### WHAT IS NEEDED
Report the count of lines below that include "substring", without any other text.

[Saved data entries]
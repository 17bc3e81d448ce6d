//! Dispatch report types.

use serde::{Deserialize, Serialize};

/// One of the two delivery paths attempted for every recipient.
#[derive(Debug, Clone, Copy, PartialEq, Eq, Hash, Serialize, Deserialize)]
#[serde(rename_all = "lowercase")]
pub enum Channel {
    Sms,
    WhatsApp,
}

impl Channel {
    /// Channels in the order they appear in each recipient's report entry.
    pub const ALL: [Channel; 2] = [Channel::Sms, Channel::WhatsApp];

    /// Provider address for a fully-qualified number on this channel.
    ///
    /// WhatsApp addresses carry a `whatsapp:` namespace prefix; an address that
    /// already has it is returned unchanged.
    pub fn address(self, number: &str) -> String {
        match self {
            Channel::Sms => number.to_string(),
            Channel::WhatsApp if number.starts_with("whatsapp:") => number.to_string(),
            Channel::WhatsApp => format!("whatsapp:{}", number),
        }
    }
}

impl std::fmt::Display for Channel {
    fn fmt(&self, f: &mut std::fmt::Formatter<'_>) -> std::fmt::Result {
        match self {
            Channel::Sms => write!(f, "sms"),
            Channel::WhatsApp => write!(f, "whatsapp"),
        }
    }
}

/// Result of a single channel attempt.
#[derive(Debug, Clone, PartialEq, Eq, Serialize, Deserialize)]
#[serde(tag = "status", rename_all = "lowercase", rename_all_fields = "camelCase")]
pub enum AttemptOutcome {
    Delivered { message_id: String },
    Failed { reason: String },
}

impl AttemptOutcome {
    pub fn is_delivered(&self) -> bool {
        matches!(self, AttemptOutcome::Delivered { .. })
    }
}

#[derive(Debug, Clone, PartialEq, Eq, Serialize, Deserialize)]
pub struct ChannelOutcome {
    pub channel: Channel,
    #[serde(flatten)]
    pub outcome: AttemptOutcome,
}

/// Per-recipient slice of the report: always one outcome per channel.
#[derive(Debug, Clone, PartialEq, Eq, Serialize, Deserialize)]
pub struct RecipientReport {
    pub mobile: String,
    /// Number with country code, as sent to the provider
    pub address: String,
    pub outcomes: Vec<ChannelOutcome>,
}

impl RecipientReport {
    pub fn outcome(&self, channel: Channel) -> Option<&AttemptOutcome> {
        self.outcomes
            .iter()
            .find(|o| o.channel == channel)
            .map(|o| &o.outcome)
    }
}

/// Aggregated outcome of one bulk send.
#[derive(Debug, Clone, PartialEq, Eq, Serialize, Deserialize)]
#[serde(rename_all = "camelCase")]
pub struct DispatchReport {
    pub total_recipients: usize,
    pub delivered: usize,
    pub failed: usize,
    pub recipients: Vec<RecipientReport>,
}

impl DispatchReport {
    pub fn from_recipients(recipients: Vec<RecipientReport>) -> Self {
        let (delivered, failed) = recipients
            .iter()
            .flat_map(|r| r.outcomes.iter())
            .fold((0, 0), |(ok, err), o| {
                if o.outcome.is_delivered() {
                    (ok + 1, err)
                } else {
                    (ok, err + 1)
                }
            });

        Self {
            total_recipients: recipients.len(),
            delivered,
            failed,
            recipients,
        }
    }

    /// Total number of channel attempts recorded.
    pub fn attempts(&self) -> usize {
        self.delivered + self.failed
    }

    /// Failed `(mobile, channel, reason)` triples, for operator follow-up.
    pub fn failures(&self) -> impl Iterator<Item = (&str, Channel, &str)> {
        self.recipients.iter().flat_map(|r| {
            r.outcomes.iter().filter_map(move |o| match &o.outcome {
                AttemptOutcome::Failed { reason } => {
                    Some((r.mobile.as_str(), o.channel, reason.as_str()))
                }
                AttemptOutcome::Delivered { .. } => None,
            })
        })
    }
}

==

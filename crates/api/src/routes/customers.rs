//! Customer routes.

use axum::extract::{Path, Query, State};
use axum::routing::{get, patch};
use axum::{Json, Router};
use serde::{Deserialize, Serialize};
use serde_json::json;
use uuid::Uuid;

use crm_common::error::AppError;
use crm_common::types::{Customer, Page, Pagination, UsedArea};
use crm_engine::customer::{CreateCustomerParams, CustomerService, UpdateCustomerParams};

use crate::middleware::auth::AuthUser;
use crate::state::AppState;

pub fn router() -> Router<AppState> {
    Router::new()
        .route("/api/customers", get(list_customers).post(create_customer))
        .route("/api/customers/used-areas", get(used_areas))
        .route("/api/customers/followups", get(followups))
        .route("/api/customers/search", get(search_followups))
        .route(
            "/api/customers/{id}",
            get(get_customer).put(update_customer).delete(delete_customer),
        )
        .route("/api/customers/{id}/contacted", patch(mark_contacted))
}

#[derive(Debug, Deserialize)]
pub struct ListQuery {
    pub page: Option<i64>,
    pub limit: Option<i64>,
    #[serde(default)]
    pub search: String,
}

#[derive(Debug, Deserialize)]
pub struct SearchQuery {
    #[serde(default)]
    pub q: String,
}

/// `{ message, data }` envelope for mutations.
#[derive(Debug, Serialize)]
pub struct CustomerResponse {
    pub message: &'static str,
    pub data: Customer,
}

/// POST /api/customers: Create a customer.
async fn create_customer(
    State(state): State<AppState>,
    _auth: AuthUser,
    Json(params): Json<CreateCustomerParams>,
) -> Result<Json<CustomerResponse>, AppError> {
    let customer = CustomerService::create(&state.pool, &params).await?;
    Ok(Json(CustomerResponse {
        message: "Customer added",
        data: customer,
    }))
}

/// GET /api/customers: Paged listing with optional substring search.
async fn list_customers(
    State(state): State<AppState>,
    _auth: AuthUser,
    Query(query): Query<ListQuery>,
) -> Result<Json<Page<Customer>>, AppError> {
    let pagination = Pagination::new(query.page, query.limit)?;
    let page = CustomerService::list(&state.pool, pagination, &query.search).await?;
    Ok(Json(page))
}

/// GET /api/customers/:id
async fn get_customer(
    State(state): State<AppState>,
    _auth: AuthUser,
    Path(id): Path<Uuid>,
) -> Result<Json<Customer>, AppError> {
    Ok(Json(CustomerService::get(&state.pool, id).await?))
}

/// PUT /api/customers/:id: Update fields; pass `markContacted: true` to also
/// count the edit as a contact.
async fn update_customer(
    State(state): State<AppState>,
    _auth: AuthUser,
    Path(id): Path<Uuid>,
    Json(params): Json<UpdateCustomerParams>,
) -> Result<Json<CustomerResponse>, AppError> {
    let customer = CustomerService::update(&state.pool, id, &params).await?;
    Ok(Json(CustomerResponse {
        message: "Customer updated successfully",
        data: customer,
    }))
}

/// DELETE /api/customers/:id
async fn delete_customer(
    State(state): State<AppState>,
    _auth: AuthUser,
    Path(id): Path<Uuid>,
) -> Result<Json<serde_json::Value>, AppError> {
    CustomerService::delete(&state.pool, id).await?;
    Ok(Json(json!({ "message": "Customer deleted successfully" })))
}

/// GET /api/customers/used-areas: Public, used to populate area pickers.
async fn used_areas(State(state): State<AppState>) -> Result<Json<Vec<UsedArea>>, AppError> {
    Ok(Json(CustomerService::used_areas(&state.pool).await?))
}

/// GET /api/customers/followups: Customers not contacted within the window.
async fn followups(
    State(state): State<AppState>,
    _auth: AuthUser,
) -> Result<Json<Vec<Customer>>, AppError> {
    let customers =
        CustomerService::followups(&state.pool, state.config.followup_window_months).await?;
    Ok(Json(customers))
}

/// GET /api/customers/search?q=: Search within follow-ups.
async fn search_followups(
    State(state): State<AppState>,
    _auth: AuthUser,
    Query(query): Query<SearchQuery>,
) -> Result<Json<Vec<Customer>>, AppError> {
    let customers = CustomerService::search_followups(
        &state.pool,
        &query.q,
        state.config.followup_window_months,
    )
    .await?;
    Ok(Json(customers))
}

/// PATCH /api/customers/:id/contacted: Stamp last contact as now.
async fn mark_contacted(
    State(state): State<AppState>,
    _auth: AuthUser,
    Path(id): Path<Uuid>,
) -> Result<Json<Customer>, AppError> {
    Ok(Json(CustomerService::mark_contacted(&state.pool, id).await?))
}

---

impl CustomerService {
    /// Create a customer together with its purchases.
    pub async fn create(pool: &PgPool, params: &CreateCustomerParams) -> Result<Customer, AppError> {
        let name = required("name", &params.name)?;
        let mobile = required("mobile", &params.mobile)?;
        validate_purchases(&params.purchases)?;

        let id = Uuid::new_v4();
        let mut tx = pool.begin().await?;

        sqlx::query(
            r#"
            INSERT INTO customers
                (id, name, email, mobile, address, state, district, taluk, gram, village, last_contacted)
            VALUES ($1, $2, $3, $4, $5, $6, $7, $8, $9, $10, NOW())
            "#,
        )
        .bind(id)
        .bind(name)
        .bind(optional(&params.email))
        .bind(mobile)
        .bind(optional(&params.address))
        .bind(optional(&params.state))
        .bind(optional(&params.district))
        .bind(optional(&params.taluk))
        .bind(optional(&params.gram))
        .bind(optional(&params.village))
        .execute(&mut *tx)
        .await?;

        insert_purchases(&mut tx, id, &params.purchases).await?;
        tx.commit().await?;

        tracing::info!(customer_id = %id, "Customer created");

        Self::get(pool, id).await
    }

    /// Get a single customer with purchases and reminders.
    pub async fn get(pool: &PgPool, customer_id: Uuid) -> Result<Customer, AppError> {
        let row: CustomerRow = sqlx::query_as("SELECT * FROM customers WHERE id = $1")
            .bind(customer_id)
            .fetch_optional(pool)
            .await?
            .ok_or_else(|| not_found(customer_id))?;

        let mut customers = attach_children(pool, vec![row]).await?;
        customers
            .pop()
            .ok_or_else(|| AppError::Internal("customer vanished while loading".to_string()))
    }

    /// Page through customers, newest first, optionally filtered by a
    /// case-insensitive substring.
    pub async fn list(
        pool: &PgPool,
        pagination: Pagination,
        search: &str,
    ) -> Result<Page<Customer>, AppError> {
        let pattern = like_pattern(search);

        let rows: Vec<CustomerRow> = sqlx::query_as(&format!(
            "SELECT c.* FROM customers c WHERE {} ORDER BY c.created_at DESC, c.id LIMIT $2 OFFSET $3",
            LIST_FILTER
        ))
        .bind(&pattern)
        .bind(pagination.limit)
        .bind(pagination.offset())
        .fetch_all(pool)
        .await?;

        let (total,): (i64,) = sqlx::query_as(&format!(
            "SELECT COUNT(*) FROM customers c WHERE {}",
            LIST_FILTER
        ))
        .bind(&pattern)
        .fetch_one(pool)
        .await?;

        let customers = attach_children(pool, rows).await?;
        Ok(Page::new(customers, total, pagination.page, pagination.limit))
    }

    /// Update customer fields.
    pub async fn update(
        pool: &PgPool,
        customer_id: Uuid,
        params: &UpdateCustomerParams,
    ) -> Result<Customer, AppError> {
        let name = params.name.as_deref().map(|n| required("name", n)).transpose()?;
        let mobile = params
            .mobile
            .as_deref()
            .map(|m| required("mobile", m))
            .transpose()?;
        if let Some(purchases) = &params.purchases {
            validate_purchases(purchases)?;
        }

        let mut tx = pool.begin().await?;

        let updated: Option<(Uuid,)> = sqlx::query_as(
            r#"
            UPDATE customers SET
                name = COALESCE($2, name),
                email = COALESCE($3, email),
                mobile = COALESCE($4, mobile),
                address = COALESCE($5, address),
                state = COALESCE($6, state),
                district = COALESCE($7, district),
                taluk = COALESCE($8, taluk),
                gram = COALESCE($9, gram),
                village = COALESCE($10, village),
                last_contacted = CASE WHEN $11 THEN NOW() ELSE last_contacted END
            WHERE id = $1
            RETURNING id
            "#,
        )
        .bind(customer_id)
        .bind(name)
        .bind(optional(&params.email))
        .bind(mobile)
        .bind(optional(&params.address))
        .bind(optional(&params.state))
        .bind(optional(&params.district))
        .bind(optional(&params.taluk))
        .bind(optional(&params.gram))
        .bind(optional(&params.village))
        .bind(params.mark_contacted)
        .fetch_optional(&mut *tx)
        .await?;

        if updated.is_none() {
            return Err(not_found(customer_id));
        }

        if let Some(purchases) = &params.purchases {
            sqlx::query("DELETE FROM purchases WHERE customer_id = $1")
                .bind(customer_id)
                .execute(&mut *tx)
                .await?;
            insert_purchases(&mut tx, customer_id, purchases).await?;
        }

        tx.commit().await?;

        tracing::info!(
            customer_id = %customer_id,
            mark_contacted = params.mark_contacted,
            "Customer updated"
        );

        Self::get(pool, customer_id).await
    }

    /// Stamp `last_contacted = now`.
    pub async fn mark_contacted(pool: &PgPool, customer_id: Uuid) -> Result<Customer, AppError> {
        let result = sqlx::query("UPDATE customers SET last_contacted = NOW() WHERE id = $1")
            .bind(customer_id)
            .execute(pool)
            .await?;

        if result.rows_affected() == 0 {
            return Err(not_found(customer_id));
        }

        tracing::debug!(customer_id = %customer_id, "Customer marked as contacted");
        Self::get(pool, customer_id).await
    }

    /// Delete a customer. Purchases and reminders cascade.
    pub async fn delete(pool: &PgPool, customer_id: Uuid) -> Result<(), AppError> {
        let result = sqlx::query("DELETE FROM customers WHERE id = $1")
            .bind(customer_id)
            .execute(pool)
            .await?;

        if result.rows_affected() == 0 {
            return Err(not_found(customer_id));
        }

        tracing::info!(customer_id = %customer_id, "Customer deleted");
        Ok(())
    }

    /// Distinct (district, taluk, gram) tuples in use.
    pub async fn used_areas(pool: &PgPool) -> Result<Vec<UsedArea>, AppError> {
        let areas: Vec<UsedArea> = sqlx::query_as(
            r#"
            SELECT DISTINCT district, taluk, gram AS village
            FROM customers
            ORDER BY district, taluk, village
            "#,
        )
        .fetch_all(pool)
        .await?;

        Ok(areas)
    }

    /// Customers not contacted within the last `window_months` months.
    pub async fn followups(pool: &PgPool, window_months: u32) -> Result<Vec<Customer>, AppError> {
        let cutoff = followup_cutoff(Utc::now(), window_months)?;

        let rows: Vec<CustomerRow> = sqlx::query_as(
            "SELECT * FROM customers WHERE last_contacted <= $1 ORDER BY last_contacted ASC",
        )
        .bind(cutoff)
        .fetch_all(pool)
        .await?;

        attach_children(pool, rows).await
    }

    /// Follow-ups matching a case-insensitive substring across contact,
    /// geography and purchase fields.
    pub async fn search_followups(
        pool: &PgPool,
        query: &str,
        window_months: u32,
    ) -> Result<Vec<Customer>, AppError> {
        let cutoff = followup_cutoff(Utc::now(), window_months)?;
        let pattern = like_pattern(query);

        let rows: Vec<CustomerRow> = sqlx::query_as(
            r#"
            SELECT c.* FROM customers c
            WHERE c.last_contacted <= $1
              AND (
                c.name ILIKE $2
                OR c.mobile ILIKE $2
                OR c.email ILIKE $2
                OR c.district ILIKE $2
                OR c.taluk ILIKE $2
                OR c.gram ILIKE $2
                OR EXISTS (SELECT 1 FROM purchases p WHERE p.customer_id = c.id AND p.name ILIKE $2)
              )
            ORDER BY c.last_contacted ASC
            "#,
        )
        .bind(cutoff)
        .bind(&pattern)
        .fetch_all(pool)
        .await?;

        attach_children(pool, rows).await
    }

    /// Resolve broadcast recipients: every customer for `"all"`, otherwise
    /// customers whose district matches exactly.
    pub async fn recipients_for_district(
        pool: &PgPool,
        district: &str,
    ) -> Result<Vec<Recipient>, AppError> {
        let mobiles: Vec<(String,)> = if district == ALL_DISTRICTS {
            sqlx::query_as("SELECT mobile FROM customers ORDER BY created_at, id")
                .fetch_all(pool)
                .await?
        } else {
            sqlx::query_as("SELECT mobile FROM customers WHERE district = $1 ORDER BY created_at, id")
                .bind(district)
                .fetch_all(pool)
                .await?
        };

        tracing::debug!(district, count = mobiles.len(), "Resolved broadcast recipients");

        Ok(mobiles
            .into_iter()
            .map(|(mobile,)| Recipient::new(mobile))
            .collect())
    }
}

### WRITTEN ANSWER
3